Edited By: Kermit L. Hall, James W. Ely Jr., Joel B. Grossman

From: The Oxford Companion to the Supreme Court of the United States (2nd Edition)

Edited By: Kermit L. Hall

From: Oxford Constitutions (http://oxcon.ouplaw.com). (c) Oxford University Press, 2023. All Rights Reserved. Subscriber: null; date: 28 March 2023

Gertz v. Robert Welch, Inc.,

418 U.S. 323 (1974), argued 14 Nov. 1973, decided 25 June 1974 by vote of 5 to 4; Powell for the Court, Blackmun concurring, Burger, Douglas, Brennan, and White in dissent. Gertz v. Robert Welch, Inc. arose in 1969 when American Opinion magazine, a publication of the John Birch Society, attacked Elmer Gertz, an attorney who was representing clients in a suit for civil damages against a policeman who had earlier been convicted of second-degree murder. American Opinion falsely stated that Gertz had been responsible for framing the policemen in his murder trial, that Gertz had a criminal record, and that he was a “Leninist” and a “Communist-fronter.” Gertz sued for defamation.

In 1964 the Supreme Court had held in *New York Times Co. v. Sullivan that plaintiffs who were public officials could not recover damages for defamation unless they could demonstrate that the defamation had been published with “‘actual malice’—that is, with knowledge that it was false or with reckless disregard of whether it was false or not” (pp. 279–280). In the aftermath of New York Times there was considerable uncertainty about the range of application of this revolutionary rule of actual malice. The Court’s opinion in Gertz (p. 390) was to resolve this uncertainty by establishing a doctrinal structure that would remain stable for the next decade.

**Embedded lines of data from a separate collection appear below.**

impl<'de> DeserializeSeed<'de> for TrackSeed<'_> {
    type Value = TrackRef;

    fn deserialize<D: Deserializer<'de>>(self, deserializer: D) -> Result<TrackRef, D::Error> {
        deserializer.deserialize_map(self)
    }
}

impl<'de> Visitor<'de> for TrackSeed<'_> {
    type Value = TrackRef;

    fn expecting(&self, f: &mut fmt::Formatter<'_>) -> fmt::Result {
        f.write_str("a track object")
    }

    fn visit_map<A: MapAccess<'de>>(self, mut map: A) -> Result<TrackRef, A::Error> {
        let mut track = TrackRef::default();
        while let Some(key) = map.next_key::<String>()? {
            let is_track = key == self.fields.track;
            let is_artist = key == self.fields.artist;
            if !is_track && !is_artist {
                map.next_value::<IgnoredAny>()?;
                continue;
            }

            let value: Option<String> = map.next_value()?;
            if is_track && is_artist {
                track.track.clone_from(&value);
                track.artist = value;
            } else if is_track {
                track.track = value;
            } else {
                track.artist = value;
            }
        }
        Ok(track)
    }
}

/// Result of the info pass. `stopped` marks a deliberate early exit.
#[derive(Debug, Default)]
struct InfoScan {
    slice: Option<SliceRange>,
    stopped: bool,
}

/// Top-level object for the info pass: finds "info", skips keys before it
/// and stops at "info" or "playlists".
struct InfoDocumentSeed<'a> {
    scan: &'a mut InfoScan,
}

impl<'de> DeserializeSeed<'de> for InfoDocumentSeed<'_> {
    type Value = ();

    fn deserialize<D: Deserializer<'de>>(self, deserializer: D) -> Result<Self::Value, D::Error> {
        deserializer.deserialize_map(self)
    }
}

impl<'de> Visitor<'de> for InfoDocumentSeed<'_> {
    type Value = ();

    fn expecting(&self, f: &mut fmt::Formatter<'_>) -> fmt::Result {
        f.write_str("a JSON object")
    }

    fn visit_map<A: MapAccess<'de>>(self, mut map: A) -> Result<Self::Value, A::Error> {
        while let Some(key) = map.next_key::<String>()? {
            if key == INFO_KEY {
                let info: serde_json::Value = map.next_value()?;
                self.scan.slice = info
                    .get(SLICE_KEY)
                    .and_then(serde_json::Value::as_str)
                    .and_then(SliceRange::parse);
                self.scan.stopped = true;
                return Err(de::Error::custom(INFO_SCAN_STOPPED));
            }
            if key == PLAYLISTS_KEY {
                self.scan.stopped = true;
                return Err(de::Error::custom(INFO_SCAN_STOPPED));
            }
            map.next_value::<IgnoredAny>()?;
        }
        Ok(())
    }
}

// =============================================================================
// TESTS
// =============================================================================
//! # Graph Sinks
//!
//! Consumers of the co-occurrence graph.
//!
//! A sink accepts nodes and weighted edges and is finalized once. There are
//! two ways to feed one:
//! - **Final**: [`Aggregate::emit`] pushes the finished aggregate, every
//!   edge carrying its full weight.
//! - **Streaming**: the pipeline replays every playlist's updates as they
//!   happen, every edge carrying an increment of 1, and calls
//!   [`GraphSink::end_file`] at each file boundary.
//!
//! [`Aggregate::emit`]: crate::aggregate::Aggregate::emit

pub mod edge_list;
pub mod graphml;

pub use edge_list::{EdgeListMode, EdgeListSink};
pub use graphml::GraphMlSink;

use crate::{CanonicalPair, EdgeWeight, NodeId, PlaygraphError};
use serde::Serialize;
use std::fs::{self, File};
use std::io::BufWriter;
use std::path::{Path, PathBuf};

/// A consumer of graph updates.
pub trait GraphSink {
    /// Short name used in logs and error messages.
    fn name(&self) -> &str;

    /// Accept a node. Accepting a known node again is a no-op for sinks
    /// with merge-by-identity semantics.
    fn accept_node(&mut self, node: &NodeId) -> Result<(), PlaygraphError>;

    /// Accept an edge, or add `weight` to an existing one.
    fn accept_edge(&mut self, pair: &CanonicalPair, weight: EdgeWeight)
    -> Result<(), PlaygraphError>;

    /// Called by the pipeline after the last playlist of each file.
    fn end_file(&mut self) -> Result<(), PlaygraphError> {
        Ok(())
    }

    /// Discard anything buffered for the current file after a failure.
    fn abandon_file(&mut self) {}

    /// Whether a write failure should be logged and skipped for the rest of
    /// the current file instead of aborting the run.
    fn tolerates_failures(&self) -> bool {
        false
    }

    /// Flush everything and release the underlying storage.
    fn finalize(&mut self) -> Result<SinkReport, PlaygraphError>;
}

/// What a sink wrote over its lifetime.
#[derive(Debug, Clone, PartialEq, Eq, Default, Serialize)]
pub struct SinkReport {
    pub sink: String,
    pub nodes_written: u64,
    pub edges_written: u64,
    #[serde(skip_serializing_if = "Option::is_none")]
    pub location: Option<PathBuf>,
}

impl SinkReport {
    /// Create an empty report for `sink`.
    #[must_use]
    pub fn new(sink: impl Into<String>) -> Self {
        Self {
            sink: sink.into(),
            ..Self::default()
        }
    }
}

/// Create (or truncate) an output file, creating missing parent directories.
pub(crate) fn create_output_file(path: &Path, sink: &str) -> Result<BufWriter<File>, PlaygraphError> {
    if let Some(parent) = path.parent()
        && !parent.as_os_str().is_empty()
    {
        fs::create_dir_all(parent).map_err(|e| {
            PlaygraphError::sink(sink, format!("cannot create {}: {}", parent.display(), e))
        })?;
    }

    let file = File::create(path)
        .map_err(|e| PlaygraphError::sink(sink, format!("cannot create {}: {}", path.display(), e)))?;
    Ok(BufWriter::new(file))
}

#[cfg(test)]
mod tests {
    use super::*;

    #[test]
    fn create_output_file_makes_parents() {
        let dir = tempfile::tempdir().expect("tempdir");
        let path = dir.path().join("nested").join("deeper").join("out.txt");

        create_output_file(&path, "test").expect("create");

        assert!(path.exists());
    }

    #[test]
    fn report_starts_empty() {
        let report = SinkReport::new("x");
        assert_eq!(report.sink, "x");
        assert_eq!(report.nodes_written, 0);
        assert!(report.location.is_none());
    }
}
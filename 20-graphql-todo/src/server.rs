use std::{future::Future, net::SocketAddr};

use anyhow::Result;
use async_graphql::http::GraphiQLSource;
use axum::{
    Json, Router,
    extract::State,
    response::{Html, IntoResponse},
    routing::get,
};
use tokio::net::TcpListener;
use tower_http::trace::TraceLayer;
use tracing::{info, warn};

use crate::schema::TodoSchema;

/// Path the playground posts queries to. `/` is served as well.
pub const GRAPHQL_PATH: &str = "/graphql";

pub fn router(schema: TodoSchema) -> Router {
    Router::new()
        .route("/", get(playground).post(graphql))
        .route(GRAPHQL_PATH, get(playground).post(graphql))
        .route("/health", get(health))
        .layer(TraceLayer::new_for_http())
        .with_state(schema)
}

async fn graphql(
    State(schema): State<TodoSchema>,
    Json(request): Json<async_graphql::Request>,
) -> Json<async_graphql::Response> {
    Json(schema.execute(request).await)
}

async fn playground() -> impl IntoResponse {
    Html(GraphiQLSource::build().endpoint(GRAPHQL_PATH).finish())
}

async fn health() -> &'static str {
    "ok"
}

pub struct Server {
    listener: TcpListener,
    schema: TodoSchema,
}

impl Server {
    pub fn new(listener: TcpListener, schema: TodoSchema) -> Self {
        Self { listener, schema }
    }

    pub fn local_addr(&self) -> std::io::Result<SocketAddr> {
        self.listener.local_addr()
    }

    pub async fn run_until<F>(self, shutdown: F) -> Result<()>
    where
        F: Future<Output = ()> + Send + 'static,
    {
        let Server { listener, schema } = self;
        axum::serve(listener, router(schema))
            .with_graceful_shutdown(shutdown)
            .await?;
        info!("server shut down");
        Ok(())
    }

    pub async fn run_until_ctrl_c(self) -> Result<()> {
        self.run_until(async {
            if let Err(err) = tokio::signal::ctrl_c().await {
                warn!(error = ?err, "failed to install ctrl-c handler");
            }
        })
        .await
    }
}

The Supreme Court held that the *First Amendment required public figures and public officials to demonstrate *actual malice but that all other *libel plaintiffs, like Elmer Gertz, need only prove some degree of “fault.” Gertz also held that the First Amendment prohibited the recovery of punitive or presumptive damages in the absence of actual malice, although it specifically held that mental anguish was a compensable form of “actual” damage.

An important weakness of Gertz is that it never explained why the Constitution should preempt *common-law defamation doctrine as applied to all cases involving private plaintiffs. In 1985, in Dun & Bradstreet, Inc. v. Greenmoss Builders, the Court began to cut back the application of the Gertz rules so that they would only pertain to defamations which, although about private plaintiffs, were also about matters of “public concern.”